** Aim of the task **
Below are the entries to work from; restate word for word the portion that opens with the line containing "filename src/repositories/key_value_store.rs" and closes with the line containing "use crate::error::AppResult;", keeping both.

[Data — start]

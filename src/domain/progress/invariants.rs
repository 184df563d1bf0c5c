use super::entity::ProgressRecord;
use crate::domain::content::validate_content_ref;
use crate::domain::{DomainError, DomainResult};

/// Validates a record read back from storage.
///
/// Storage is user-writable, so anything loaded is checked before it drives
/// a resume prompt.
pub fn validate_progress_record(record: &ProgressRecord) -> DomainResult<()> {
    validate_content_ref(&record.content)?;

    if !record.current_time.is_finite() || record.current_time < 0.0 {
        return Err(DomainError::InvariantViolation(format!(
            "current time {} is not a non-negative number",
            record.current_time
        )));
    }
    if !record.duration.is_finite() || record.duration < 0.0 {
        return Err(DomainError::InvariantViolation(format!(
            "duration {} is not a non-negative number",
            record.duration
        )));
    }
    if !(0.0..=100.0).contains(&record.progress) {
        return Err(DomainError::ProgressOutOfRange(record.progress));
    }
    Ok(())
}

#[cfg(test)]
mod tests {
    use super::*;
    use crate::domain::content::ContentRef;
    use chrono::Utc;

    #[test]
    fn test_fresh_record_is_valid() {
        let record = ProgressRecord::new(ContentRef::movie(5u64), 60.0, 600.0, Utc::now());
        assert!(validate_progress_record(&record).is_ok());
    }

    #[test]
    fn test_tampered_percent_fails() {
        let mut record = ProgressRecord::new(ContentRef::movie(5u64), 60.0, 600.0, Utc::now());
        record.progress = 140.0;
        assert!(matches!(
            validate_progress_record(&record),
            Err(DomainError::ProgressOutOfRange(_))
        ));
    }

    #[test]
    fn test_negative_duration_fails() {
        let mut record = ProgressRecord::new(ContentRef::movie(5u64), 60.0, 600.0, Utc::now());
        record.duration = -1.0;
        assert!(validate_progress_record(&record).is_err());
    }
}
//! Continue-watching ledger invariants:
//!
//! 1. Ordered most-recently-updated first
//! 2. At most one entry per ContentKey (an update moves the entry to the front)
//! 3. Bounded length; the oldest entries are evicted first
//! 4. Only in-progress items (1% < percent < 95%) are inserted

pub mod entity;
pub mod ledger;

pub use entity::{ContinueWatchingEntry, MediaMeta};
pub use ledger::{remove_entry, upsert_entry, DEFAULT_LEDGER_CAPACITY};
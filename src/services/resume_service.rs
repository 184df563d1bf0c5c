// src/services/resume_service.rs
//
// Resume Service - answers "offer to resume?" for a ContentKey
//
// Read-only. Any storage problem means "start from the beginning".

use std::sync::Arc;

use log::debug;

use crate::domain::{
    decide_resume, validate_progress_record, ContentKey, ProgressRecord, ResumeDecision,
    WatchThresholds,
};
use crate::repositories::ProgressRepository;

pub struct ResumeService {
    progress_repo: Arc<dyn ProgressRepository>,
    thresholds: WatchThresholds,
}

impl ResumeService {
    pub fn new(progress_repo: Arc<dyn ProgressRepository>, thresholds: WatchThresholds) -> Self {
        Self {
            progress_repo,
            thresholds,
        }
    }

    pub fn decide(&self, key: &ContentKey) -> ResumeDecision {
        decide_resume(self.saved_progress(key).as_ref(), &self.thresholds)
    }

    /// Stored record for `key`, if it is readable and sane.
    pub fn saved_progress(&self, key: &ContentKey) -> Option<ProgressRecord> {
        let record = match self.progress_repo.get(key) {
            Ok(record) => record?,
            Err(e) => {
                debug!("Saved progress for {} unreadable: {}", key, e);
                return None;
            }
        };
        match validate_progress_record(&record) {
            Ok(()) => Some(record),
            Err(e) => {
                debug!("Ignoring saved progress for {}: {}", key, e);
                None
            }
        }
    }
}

[Data — finish]
[Data — start]

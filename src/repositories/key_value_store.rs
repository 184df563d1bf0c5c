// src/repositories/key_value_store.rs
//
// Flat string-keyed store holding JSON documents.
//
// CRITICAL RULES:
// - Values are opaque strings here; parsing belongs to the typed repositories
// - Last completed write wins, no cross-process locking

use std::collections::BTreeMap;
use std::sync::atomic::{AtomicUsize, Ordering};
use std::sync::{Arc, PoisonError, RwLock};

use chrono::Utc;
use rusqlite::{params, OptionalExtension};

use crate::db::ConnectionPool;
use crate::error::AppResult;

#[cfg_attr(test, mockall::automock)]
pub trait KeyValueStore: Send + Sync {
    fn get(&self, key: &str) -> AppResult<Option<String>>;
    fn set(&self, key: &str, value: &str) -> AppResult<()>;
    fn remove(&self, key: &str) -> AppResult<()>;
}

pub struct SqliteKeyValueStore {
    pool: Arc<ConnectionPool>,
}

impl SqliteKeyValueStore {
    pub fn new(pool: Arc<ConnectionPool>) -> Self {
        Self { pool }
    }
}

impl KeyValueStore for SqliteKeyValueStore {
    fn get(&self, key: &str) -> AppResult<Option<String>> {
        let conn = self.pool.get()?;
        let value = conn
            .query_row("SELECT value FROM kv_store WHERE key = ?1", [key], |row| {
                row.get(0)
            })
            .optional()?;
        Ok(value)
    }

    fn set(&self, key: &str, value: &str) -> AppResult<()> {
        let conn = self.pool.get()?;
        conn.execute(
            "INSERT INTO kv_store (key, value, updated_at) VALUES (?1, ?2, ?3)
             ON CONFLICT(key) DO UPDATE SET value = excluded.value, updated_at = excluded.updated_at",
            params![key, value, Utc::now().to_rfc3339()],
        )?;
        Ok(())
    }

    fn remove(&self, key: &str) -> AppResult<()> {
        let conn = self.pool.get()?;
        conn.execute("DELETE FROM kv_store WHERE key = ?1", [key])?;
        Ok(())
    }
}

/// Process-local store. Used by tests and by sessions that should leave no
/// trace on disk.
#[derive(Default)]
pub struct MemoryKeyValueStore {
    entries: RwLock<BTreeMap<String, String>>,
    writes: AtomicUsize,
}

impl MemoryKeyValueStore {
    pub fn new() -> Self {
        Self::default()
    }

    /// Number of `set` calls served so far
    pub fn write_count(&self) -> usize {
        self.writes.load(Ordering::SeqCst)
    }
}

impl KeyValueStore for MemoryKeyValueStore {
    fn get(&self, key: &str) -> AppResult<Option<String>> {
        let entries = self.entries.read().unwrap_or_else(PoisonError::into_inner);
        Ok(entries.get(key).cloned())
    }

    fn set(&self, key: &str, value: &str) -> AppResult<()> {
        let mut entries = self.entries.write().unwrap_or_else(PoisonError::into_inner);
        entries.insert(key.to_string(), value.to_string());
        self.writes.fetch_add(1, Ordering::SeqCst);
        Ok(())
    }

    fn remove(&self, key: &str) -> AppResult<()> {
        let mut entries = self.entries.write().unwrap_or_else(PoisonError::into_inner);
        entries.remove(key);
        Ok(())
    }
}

[Data — finish]

** Written answer **
filename src/repositories/key_value_store.rs
repository 184df563d1bf0c5c
// src/repositories/key_value_store.rs
//
// Flat string-keyed store holding JSON documents.
//
// CRITICAL RULES:
// - Values are opaque strings here; parsing belongs to the typed repositories
// - Last completed write wins, no cross-process locking

use std::collections::BTreeMap;
use std::sync::atomic::{AtomicUsize, Ordering};
use std::sync::{Arc, PoisonError, RwLock};

use chrono::Utc;
use rusqlite::{params, OptionalExtension};

use crate::db::ConnectionPool;
use crate::error::AppResult;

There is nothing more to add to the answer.